Het personeel van de gemeentelijke brandweer met preventieve en/of repressieve taken bestaat uit:

  • a

    één beroepscommandant;

  • b

    één plaatsvervangend commandant en tenminste

  • c

    1 officier;

  • d

    6 onderofficieren;

  • e

    30 brandwachten;

  • f

    1,2 beroepspreventiefunctionarissen ;

  • g

    8 duikers;

  • h

    16 brandweerchauffeurs;

  • i

    8 gecertificeerde onderhoudsmedewerkers voor ademlucht en duik apparatuur;

Artikel 7 Opleiding en oefening

Het college draagt zorg voor de opleiding en oefening van het brandweerpersoneel, die voor de taakuitoefening noodzakelijk zijn.

Artikel 8 Instructie commandant

De commandant heeft de algemene leiding en het bevel over de brandweer, overeenkomstig de voor hem door het college vastgestelde instructies.

Artikel 9 Materieel

  • 1

    Het materieel van de gemeentelijke brandweer bestaat ten minste uit:

    • a

      Twee tankautospuiten geschikt voor natuurbrandbestrijding;

    • b

      Een tankautospuit met standaard bepakking;

    • c

      Een hulpverleningsvoertuig met motorspuitaanhanger;

  • 2

    Het college bepaald de plaats waar en de wijze waarop het materieel en de overige goederen van de brandweer worden ondergebracht.

Artikel 10 Bluswatervoorziening

Het college draagt zorg voor zodanige bluswatervoorzieningen en de bereikbaarheid daarvan, dat de brandbestrijding te allen tijde zoveel mogelijk gewaarborgd is.

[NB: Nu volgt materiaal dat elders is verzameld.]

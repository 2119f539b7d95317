use std::fmt;
use std::ops::Deref;

use id3_wire::{FrameFlags, FrameId, Version};

use crate::error::TextError;

/// A single decoded ID3v2 frame.
///
/// `data` is an owned copy of the payload with unsynchronisation already
/// undone, so frames stay valid after the scanner's buffer is reused.
#[derive(Clone, Debug, PartialEq, Eq)]
pub struct Frame {
    pub id: FrameId,

    /// Version of the tag the frame was read from. Needed to interpret
    /// `flags`.
    pub version: Version,

    /// Flags as read from the wire, minus the v2.4 unsynchronisation bit
    /// once the payload has been resynchronised.
    pub flags: FrameFlags,

    pub data: Vec<u8>,
}

impl Frame {
    /// Interpret the payload as text. See [`decode_text`](crate::decode_text).
    ///
    /// # Errors
    ///
    /// Any [`TextError`]; the frame itself is unaffected.
    pub fn text(&self) -> Result<String, TextError> {
        crate::text::decode_text(self)
    }
}

/// Longest payload prefix shown by `Display`.
const DISPLAY_DATA_LIMIT: usize = 128;

impl fmt::Display for Frame {
    /// ```text
    /// Frame{ID: TIT2, Version: v2.4, Flags: 0x0000, Data: 5:"\x00Test"}
    /// ```
    ///
    /// Data is escaped byte-wise with `<[u8]>::escape_ascii`, so valid
    /// non-ASCII UTF-8 shows as `\xNN` escapes. Use [`Frame::text`] for
    /// readable text.
    fn fmt(&self, f: &mut fmt::Formatter<'_>) -> fmt::Result {
        let (shown, ellipsis) = if self.data.len() > DISPLAY_DATA_LIMIT {
            (&self.data[..DISPLAY_DATA_LIMIT], "...")
        } else {
            (&self.data[..], "")
        };

        write!(
            f,
            "Frame{{ID: {}, Version: {}, Flags: {:#06x}, Data: {}:\"{}\"{ellipsis}}}",
            self.id,
            self.version,
            self.flags.raw(),
            self.data.len(),
            shown.escape_ascii(),
        )
    }
}

/// Frames in stream order, across every tag in the stream.
///
/// Not deduplicated: a file with several tags, or a tag repeating a frame
/// id, keeps every occurrence. [`lookup`](Self::lookup) follows the
/// convention that a later frame overrides an earlier one.
#[derive(Clone, Debug, Default, PartialEq, Eq)]
pub struct Frames(Vec<Frame>);

impl Frames {
    #[must_use]
    pub fn new() -> Self {
        Self(Vec::new())
    }

    /// The last frame with identifier `id`, if any.
    #[must_use]
    pub fn lookup(&self, id: FrameId) -> Option<&Frame> {
        self.0.iter().rev().find(|frame| frame.id == id)
    }

    pub fn push(&mut self, frame: Frame) {
        self.0.push(frame);
    }

    #[must_use]
    pub fn into_vec(self) -> Vec<Frame> {
        self.0
    }
}

impl Deref for Frames {
    type Target = [Frame];

    fn deref(&self) -> &[Frame] {
        &self.0
    }
}

impl From<Vec<Frame>> for Frames {
    fn from(frames: Vec<Frame>) -> Self {
        Self(frames)
    }
}

impl FromIterator<Frame> for Frames {
    fn from_iter<I: IntoIterator<Item = Frame>>(iter: I) -> Self {
        Self(iter.into_iter().collect())
    }
}

impl Extend<Frame> for Frames {
    fn extend<I: IntoIterator<Item = Frame>>(&mut self, iter: I) {
        self.0.extend(iter);
    }
}

impl IntoIterator for Frames {
    type Item = Frame;
    type IntoIter = std::vec::IntoIter<Frame>;

    fn into_iter(self) -> Self::IntoIter {
        self.0.into_iter()
    }
}

impl<'a> IntoIterator for &'a Frames {
    type Item = &'a Frame;
    type IntoIter = std::slice::Iter<'a, Frame>;

    fn into_iter(self) -> Self::IntoIter {
        self.0.iter()
    }
}

#[cfg(test)]
mod tests {
    use super::*;
    use insta::assert_snapshot;

    fn frame(id: &[u8; 4], data: &[u8]) -> Frame {
        Frame {
            id: FrameId::new(*id),
            version: Version::V24,
            flags: FrameFlags::NONE,
            data: data.to_vec(),
        }
    }

    #[test]
    fn lookup_returns_last_duplicate() {
        let frames: Frames = [
            frame(b"TIT2", b"\x00first"),
            frame(b"TPE1", b"\x00artist"),
            frame(b"TIT2", b"\x00second"),
        ]
        .into_iter()
        .collect();

        let found = frames.lookup(FrameId::new(*b"TIT2")).unwrap();
        assert_eq!(found.data, b"\x00second");
        assert!(frames.lookup(FrameId::new(*b"TALB")).is_none());
    }

    #[test]
    fn preserves_stream_order() {
        let mut frames = Frames::new();
        frames.push(frame(b"TPE1", b""));
        frames.push(frame(b"TALB", b""));
        let ids: Vec<_> = frames.iter().map(|f| f.id.to_string()).collect();
        assert_eq!(ids, ["TPE1", "TALB"]);
    }

    #[test]
    fn display_escapes_payload() {
        assert_snapshot!(
            frame(b"TIT2", b"\x00Test").to_string(),
            @r#"Frame{ID: TIT2, Version: v2.4, Flags: 0x0000, Data: 5:"\x00Test"}"#
        );
    }

    #[test]
    fn display_escapes_non_ascii_bytewise() {
        assert_snapshot!(
            frame(b"TIT2", "\u{3}Café".as_bytes()).to_string(),
            @r#"Frame{ID: TIT2, Version: v2.4, Flags: 0x0000, Data: 6:"\x03Caf\xc3\xa9"}"#
        );
    }

    #[test]
    fn display_truncates_long_payload() {
        let shown = frame(b"PRIV", &[b'a'; 200]).to_string();
        assert!(shown.starts_with("Frame{ID: PRIV, Version: v2.4, Flags: 0x0000, Data: 200:\""));
        assert!(shown.ends_with(&format!("{}\"...}}", "a".repeat(128))));
    }
}
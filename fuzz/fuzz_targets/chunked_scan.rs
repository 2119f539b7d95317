#![no_main]

use std::io::{self, Read};

use id3_decoder::{DecodeError, DecodedTag, Scanner};
use libfuzzer_sys::fuzz_target;

struct Chunked<'a> {
    data: &'a [u8],
    chunk: usize,
}

impl Read for Chunked<'_> {
    fn read(&mut self, buf: &mut [u8]) -> io::Result<usize> {
        let n = self.chunk.min(buf.len()).min(self.data.len());
        buf[..n].copy_from_slice(&self.data[..n]);
        self.data = &self.data[n..];
        Ok(n)
    }
}

fn scan(data: &[u8], chunk: usize) -> Result<Vec<DecodedTag>, String> {
    Scanner::new(Chunked { data, chunk })
        .collect::<Result<Vec<_>, DecodeError>>()
        .map_err(|e| e.to_string())
}

// Fuzz target: the scan result must not depend on read sizes.
//
// The first byte picks the chunk size; the rest is the stream.
fuzz_target!(|data: &[u8]| {
    let Some((&chunk, stream)) = data.split_first() else {
        return;
    };
    let chunk = usize::from(chunk % 32) + 1;

    assert_eq!(scan(stream, chunk), scan(stream, stream.len().max(1)));
});
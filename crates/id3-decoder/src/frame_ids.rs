use id3_wire::FrameId;

/// Declares the frame id table: one constant per id in [`ids`], plus the
/// description lookup used by [`frame_name`].
macro_rules! frame_ids {
    ($($id:ident => $desc:literal,)+) => {
        /// Identifiers declared by ID3v2.3 and ID3v2.4.
        pub mod ids {
            use id3_wire::FrameId;

            $(
                #[doc = $desc]
                pub const $id: FrameId = FrameId::new(*super::id_bytes(stringify!($id)));
            )+
        }

        const TABLE: &[(FrameId, &str)] = &[$((ids::$id, $desc),)+];
    };
}

const fn id_bytes(name: &str) -> &[u8; 4] {
    match name.as_bytes().first_chunk::<4>() {
        Some(bytes) if name.len() == 4 => bytes,
        _ => panic!("frame id must be 4 characters"),
    }
}

frame_ids! {
    AENC => "Audio encryption",
    APIC => "Attached picture",
    ASPI => "Audio seek point index",
    COMM => "Comments",
    COMR => "Commercial frame",
    ENCR => "Encryption method registration",
    EQU2 => "Equalisation (2)",
    EQUA => "Equalisation",
    ETCO => "Event timing codes",
    GEOB => "General encapsulated object",
    GRID => "Group identification registration",
    IPLS => "Involved people list",
    LINK => "Linked information",
    MCDI => "Music CD identifier",
    MLLT => "MPEG location lookup table",
    OWNE => "Ownership frame",
    PCNT => "Play counter",
    POPM => "Popularimeter",
    POSS => "Position synchronisation frame",
    PRIV => "Private frame",
    RBUF => "Recommended buffer size",
    RVA2 => "Relative volume adjustment (2)",
    RVAD => "Relative volume adjustment",
    RVRB => "Reverb",
    SEEK => "Seek frame",
    SIGN => "Signature frame",
    SYLT => "Synchronised lyric/text",
    SYTC => "Synchronised tempo codes",
    TALB => "Album/Movie/Show title",
    TBPM => "BPM (beats per minute)",
    TCOM => "Composer",
    TCON => "Content type",
    TCOP => "Copyright message",
    TDAT => "Date",
    TDEN => "Encoding time",
    TDLY => "Playlist delay",
    TDOR => "Original release time",
    TDRC => "Recording time",
    TDRL => "Release time",
    TDTG => "Tagging time",
    TENC => "Encoded by",
    TEXT => "Lyricist/Text writer",
    TFLT => "File type",
    TIME => "Time",
    TIPL => "Involved people list",
    TIT1 => "Content group description",
    TIT2 => "Title/songname/content description",
    TIT3 => "Subtitle/Description refinement",
    TKEY => "Initial key",
    TLAN => "Language(s)",
    TLEN => "Length",
    TMCL => "Musician credits list",
    TMED => "Media type",
    TMOO => "Mood",
    TOAL => "Original album/movie/show title",
    TOFN => "Original filename",
    TOLY => "Original lyricist(s)/text writer(s)",
    TOPE => "Original artist(s)/performer(s)",
    TORY => "Original release year",
    TOWN => "File owner/licensee",
    TPE1 => "Lead performer(s)/Soloist(s)",
    TPE2 => "Band/orchestra/accompaniment",
    TPE3 => "Conductor/performer refinement",
    TPE4 => "Interpreted, remixed, or otherwise modified by",
    TPOS => "Part of a set",
    TPRO => "Produced notice",
    TPUB => "Publisher",
    TRCK => "Track number/Position in set",
    TRDA => "Recording dates",
    TRSN => "Internet radio station name",
    TRSO => "Internet radio station owner",
    TSIZ => "Size",
    TSOA => "Album sort order",
    TSOP => "Performer sort order",
    TSOT => "Title sort order",
    TSRC => "ISRC (international standard recording code)",
    TSSE => "Software/Hardware and settings used for encoding",
    TSST => "Set subtitle",
    TXXX => "User defined text information frame",
    TYER => "Year",
    UFID => "Unique file identifier",
    USER => "Terms of use",
    USLT => "Unsynchronised lyric/text transcription",
    WCOM => "Commercial information",
    WCOP => "Copyright/Legal information",
    WOAF => "Official audio file webpage",
    WOAR => "Official artist/performer webpage",
    WOAS => "Official audio source webpage",
    WORS => "Official Internet radio station homepage",
    WPAY => "Payment",
    WPUB => "Publishers official webpage",
    WXXX => "User defined URL link frame",
}

/// Description of a frame id declared by ID3v2.3 or ID3v2.4.
///
/// Returns `None` for experimental, vendor and legacy three-character ids.
#[must_use]
pub fn frame_name(id: FrameId) -> Option<&'static str> {
    TABLE
        .binary_search_by(|(known, _)| known.cmp(&id))
        .ok()
        .map(|index| TABLE[index].1)
}
//! Malformed and borderline input.
//!
//! Covers the two ways a scan can react to bad bytes:
//!
//! - candidates that only look like a tag are skipped silently
//! - structural damage inside a recognised tag aborts the scan

use id3_decoder::{DecodeError, ScanConfig, Scanner, Version, scan_bytes};
use id3_tests::{FrameSpec, TagBuilder, audio, syncsafe};
use id3_wire::WireError;

fn first_error(input: &[u8]) -> DecodeError {
    scan_bytes(input).unwrap_err()
}

// ── False candidates ──────────────────────────────────────────────────────────

#[test]
fn false_candidates_before_a_real_tag() {
    let mut input = audio(100);
    input.extend_from_slice(b"ID3\xFF\x00\x00\x00\x00\x00\x00");
    input.extend(TagBuilder::with_version(2).build());
    input.extend(TagBuilder::with_version(5).build());
    input.extend(TagBuilder::v24().raw_flags(0x08).build());
    input.extend_from_slice(b"ID3\x03\x00\x00\x00\x00\x00\x80");
    let real = input.len() as u64;
    input.extend(
        TagBuilder::v23()
            .frame(FrameSpec::latin1(b"TIT2", "real"))
            .build(),
    );

    let tags: Vec<_> = Scanner::new(&input[..]).map(Result::unwrap).collect();
    assert_eq!(tags.len(), 1);
    assert_eq!(tags[0].offset, real);
    assert_eq!(tags[0].header.version, Version::V23);
    assert_eq!(tags[0].frames[0].text().unwrap(), "real");
}

#[test]
fn tag_starting_inside_a_false_header() {
    // The real magic begins three bytes into the rejected one.
    let mut input = b"ID3".to_vec();
    input.extend(TagBuilder::v24().frame(FrameSpec::utf8(b"TIT2", "x")).build());

    // "ID3ID3\x04..." is itself rejected (version byte 'I'), then found again.
    let tags: Vec<_> = Scanner::new(&input[..]).map(Result::unwrap).collect();
    assert_eq!(tags.len(), 1);
    assert_eq!(tags[0].offset, 3);
}

// ── Footer and padding ────────────────────────────────────────────────────────

#[test]
fn footer_must_mirror_header() {
    let mut input = TagBuilder::v24()
        .frame(FrameSpec::utf8(b"TIT2", "x"))
        .footer()
        .build();
    let last = input.len() - 1;
    input[last] ^= 0x01;

    assert!(matches!(
        first_error(&input),
        DecodeError::Wire(WireError::InvalidFooter)
    ));
}

#[test]
fn footer_version_and_flags_must_mirror_header() {
    let tag = TagBuilder::v24()
        .frame(FrameSpec::utf8(b"TIT2", "x"))
        .footer()
        .build();
    let footer = tag.len() - 10;

    // Footer bytes 3 and 5 repeat the header's version and flags.
    for (field, value) in [(3, 0x03), (5, 0x90)] {
        let mut input = audio(64);
        let mut bad = tag.clone();
        bad[footer + field] = value;
        input.extend(bad);

        let results: Vec<_> = Scanner::new(&input[..]).collect();
        assert_eq!(results.len(), 1, "footer byte {field}");
        assert!(
            matches!(results[0], Err(DecodeError::Wire(WireError::InvalidFooter))),
            "footer byte {field}: {:?}",
            results[0]
        );
    }
}

#[test]
fn footer_without_padding_decodes() {
    let input = TagBuilder::v24()
        .frame(FrameSpec::utf8(b"TIT2", "x"))
        .footer()
        .build();

    let tags: Vec<_> = Scanner::new(&input[..]).map(Result::unwrap).collect();
    assert_eq!(tags[0].padding, 0);
    assert_eq!(tags[0].header.tag_len(), input.len());
}

#[test]
fn padding_and_footer_conflict() {
    let input = TagBuilder::v24()
        .frame(FrameSpec::utf8(b"TIT2", "x"))
        .padding(4)
        .footer()
        .build();

    assert!(matches!(
        first_error(&input),
        DecodeError::PaddingWithFooter { len: 4 }
    ));
}

#[test]
fn nonzero_padding_reports_offset() {
    let mut padding = [0u8; 20];
    padding[15] = 0x01;
    let input = TagBuilder::v23()
        .frame(FrameSpec::latin1(b"TIT2", "x"))
        .raw_padding(&padding)
        .build();

    // header (10) + frame header (10) + payload (3) + 15 zero bytes
    assert!(matches!(
        first_error(&input),
        DecodeError::InvalidPadding { offset: 38 }
    ));
}

#[test]
fn short_nonzero_tail_is_invalid_padding() {
    let input = TagBuilder::v24()
        .frame(FrameSpec::utf8(b"TIT2", "x"))
        .raw_padding(b"TALB")
        .build();

    assert!(matches!(
        first_error(&input),
        DecodeError::InvalidPadding { .. }
    ));
}

// ── Extended header ───────────────────────────────────────────────────────────

#[test]
fn extended_headers_are_skipped() {
    let v23 = TagBuilder::v23()
        .extended_header(&[0x00, 0x00, 0x00, 0x00, 0x00, 0x00])
        .frame(FrameSpec::latin1(b"TALB", "three"))
        .build();
    let v24 = TagBuilder::v24()
        .extended_header(&[0x01, 0x00])
        .frame(FrameSpec::utf8(b"TALB", "four"))
        .padding(8)
        .build();

    let mut input = v23;
    input.extend(v24);

    let frames = scan_bytes(&input).unwrap();
    assert_eq!(frames.len(), 2);
    assert_eq!(frames[0].text().unwrap(), "three");
    assert_eq!(frames[1].text().unwrap(), "four");
}

#[test]
fn extended_header_flag_without_header() {
    // The first frame's id is read as the extended header size.
    let input = TagBuilder::v24()
        .raw_flags(0x40)
        .frame(FrameSpec::utf8(b"TIT2", "x"))
        .build();

    assert!(matches!(
        first_error(&input),
        DecodeError::Wire(WireError::InvalidExtendedHeaderSize)
    ));
}

// ── Frame headers ─────────────────────────────────────────────────────────────

#[test]
fn invalid_frame_id() {
    let input = TagBuilder::v24()
        .frame(FrameSpec::utf8(b"tit2", "x"))
        .build();

    assert!(matches!(
        first_error(&input),
        DecodeError::Wire(WireError::InvalidFrameId { found }) if &found == b"tit2"
    ));
}

#[test]
fn v24_frame_size_must_be_syncsafe() {
    let input = TagBuilder::v24()
        .frame(FrameSpec::utf8(b"TIT2", "x").with_raw_size([0x00, 0x00, 0x00, 0x80]))
        .padding(200)
        .build();

    assert!(matches!(
        first_error(&input),
        DecodeError::Wire(WireError::InvalidFrameSize)
    ));
}

#[test]
fn v23_frame_size_is_plain_big_endian() {
    // 0x80 is not syncsafe, but v2.3 sizes are ordinary integers.
    let input = TagBuilder::v23()
        .frame(FrameSpec::new(b"PRIV", vec![0x11; 0x80]))
        .build();

    let frames = scan_bytes(&input).unwrap();
    assert_eq!(frames[0].data.len(), 0x80);
}

#[test]
fn frame_size_exceeding_tag() {
    let input = TagBuilder::v24()
        .frame(FrameSpec::utf8(b"TIT2", "x").with_raw_size(syncsafe(1000)))
        .build();

    assert!(matches!(
        first_error(&input),
        DecodeError::Wire(WireError::FrameSizeExceedsTag { size: 1000, .. })
    ));
}

// ── Stream-level failures ─────────────────────────────────────────────────────

#[test]
fn truncated_tag_reports_magic_offset() {
    let mut input = audio(500);
    let tag = TagBuilder::v24()
        .frame(FrameSpec::utf8(b"TIT2", "cut short"))
        .build();
    input.extend_from_slice(&tag[..tag.len() - 3]);

    assert!(matches!(
        first_error(&input),
        DecodeError::IncompleteTag { offset: 500 }
    ));
}

#[test]
fn magic_at_end_of_stream_is_incomplete() {
    let mut input = audio(40);
    input.extend_from_slice(b"ID3\x04");

    assert!(matches!(
        first_error(&input),
        DecodeError::IncompleteTag { offset: 40 }
    ));
}

#[test]
fn oversized_tag_is_refused() {
    let input = TagBuilder::v24()
        .frame(FrameSpec::new(b"PRIV", vec![0; 200]))
        .build();
    let config = ScanConfig {
        max_tag_size: 64,
        ..ScanConfig::default()
    };

    let mut scanner = Scanner::with_config(&input[..], &config);
    assert!(matches!(
        scanner.next(),
        Some(Err(DecodeError::TagTooLarge { len: 220, limit: 64 }))
    ));
    assert!(scanner.next().is_none());
}

#[test]
fn error_keeps_earlier_tags() {
    let mut input = TagBuilder::v23()
        .frame(FrameSpec::latin1(b"TIT2", "good"))
        .build();
    input.extend(TagBuilder::v24().raw_padding(&[0, 9]).build());

    let results: Vec<_> = Scanner::new(&input[..]).collect();
    assert_eq!(results.len(), 2);
    assert_eq!(results[0].as_ref().unwrap().frames[0].text().unwrap(), "good");
    assert!(matches!(
        results[1],
        Err(DecodeError::InvalidPadding { offset: 11 })
    ));
}
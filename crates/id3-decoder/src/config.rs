use id3_wire::header::{FOOTER_SIZE, HEADER_SIZE};
use id3_wire::syncsafe::SYNCSAFE_MAX;

/// Largest tag block the format can describe: header, a body of
/// `SYNCSAFE_MAX` bytes, footer.
pub const MAX_TAG_SIZE: usize = HEADER_SIZE + SYNCSAFE_MAX as usize + FOOTER_SIZE;

/// Configuration for [`Scanner`](crate::Scanner) and
/// [`AsyncScanner`](crate::AsyncScanner).
///
/// ```text
/// ┌──────────────────┬─────────────────────────────────────────────────┐
/// │ Field            │ Purpose                                         │
/// ├──────────────────┼─────────────────────────────────────────────────┤
/// │ initial_capacity │ Scratch buffer size requested from the pool     │
/// │ max_tag_size     │ Largest tag block the scanner will buffer       │
/// └──────────────────┴─────────────────────────────────────────────────┘
/// ```
///
/// The buffer grows on demand up to `max_tag_size`. A tag whose declared
/// length exceeds it fails the scan with
/// [`DecodeError::TagTooLarge`](crate::DecodeError::TagTooLarge) instead
/// of allocating. Lower the limit when scanning untrusted input in
/// memory-constrained processes.
#[derive(Clone, Debug, PartialEq, Eq)]
pub struct ScanConfig {
    /// Bytes requested from the buffer pool up front.
    pub initial_capacity: usize,

    /// Largest tag block, header and footer included, that may be buffered.
    pub max_tag_size: usize,
}

impl Default for ScanConfig {
    /// 4 KiB initial buffer; the limit admits every tag the format can
    /// express.
    fn default() -> Self {
        Self {
            initial_capacity: 4 << 10,
            max_tag_size: MAX_TAG_SIZE,
        }
    }
}
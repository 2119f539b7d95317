/// Implementation of `id3scan text`.
///
/// Prints the decoded text of the last frame with the given id, the same
/// frame [`Frames::lookup`](id3_decoder::Frames::lookup) returns.
///
/// ```text
/// $ id3scan text song.mp3 TIT2
/// Intro
/// ```
use anyhow::{Context, Result, bail};
use id3_decoder::scan_file;

use crate::TextArgs;

/// Run the `id3scan text` command.
///
/// # Errors
///
/// Returns an error if the file cannot be scanned, has no frame with the
/// requested id, or the frame's payload is not decodable text.
pub fn run(args: &TextArgs) -> Result<()> {
    let frames =
        scan_file(&args.file).with_context(|| format!("failed to scan {}", args.file.display()))?;

    let Some(frame) = frames.lookup(args.id) else {
        bail!("no {} frame in {}", args.id, args.file.display());
    };

    let text = frame
        .text()
        .with_context(|| format!("cannot decode {} as text", args.id))?;
    println!("{text}");

    Ok(())
}
use crate::header::RejectReason;

/// Byte-level validation failures.
///
/// Everything in this crate works on in-memory slices, so there is no I/O
/// variant here; the decoder crate adds one when it wraps these errors.
#[derive(Debug, thiserror::Error)]
pub enum WireError {
    /// Input ended before a fixed-size field could be read.
    #[error("unexpected end of input at offset {offset}")]
    UnexpectedEof { offset: usize },

    /// The first three bytes were not "ID3".
    #[error("invalid magic: expected \"ID3\", got {found:02X?}")]
    InvalidMagic { found: [u8; 3] },

    /// Major version other than 3 or 4.
    #[error("unsupported version 2.{major}.{revision}")]
    UnsupportedVersion { major: u8, revision: u8 },

    /// The header matched the magic but failed the detection pattern
    /// (`$49 44 33 yy yy xx zz zz zz zz`) or carried unknown flags.
    #[error("not an ID3v2 tag: {reason}")]
    NotATag { reason: RejectReason },

    /// Footer magic was not "3DI" or the footer did not mirror the header.
    #[error("invalid footer")]
    InvalidFooter,

    /// Extended header size field was malformed or exceeded the tag body.
    #[error("invalid extended header size")]
    InvalidExtendedHeaderSize,

    /// A frame identifier contained bytes outside `A-Z0-9`.
    #[error("invalid frame id {found:02X?}")]
    InvalidFrameId { found: [u8; 4] },

    /// A v2.4 frame size was not a valid syncsafe integer.
    #[error("invalid frame size")]
    InvalidFrameSize,

    /// A frame claimed more bytes than the tag body has left.
    #[error("frame size {size} exceeds length of tag data ({remaining} bytes remaining)")]
    FrameSizeExceedsTag { size: u32, remaining: usize },
}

Artikel 11 Citeertitel en in werking treden

  • 1.

    Deze verordening kan worden aangehaald als: ‘Verordening brandveiligheid en hulpverlening’.

  • 2.

    Deze verordening treedt in werking met ingang van de eerste dag van de maand, volgende op die waarin de bekendmaking heeft plaatsgevonden.

  • 3.

    Op de in het tweede lid genoemde datum vervalt de verordening die kan worden aangehaald als “Organisatieverordening brandweer”, vastgesteld bij raadsbesluit van 23 januari 1989.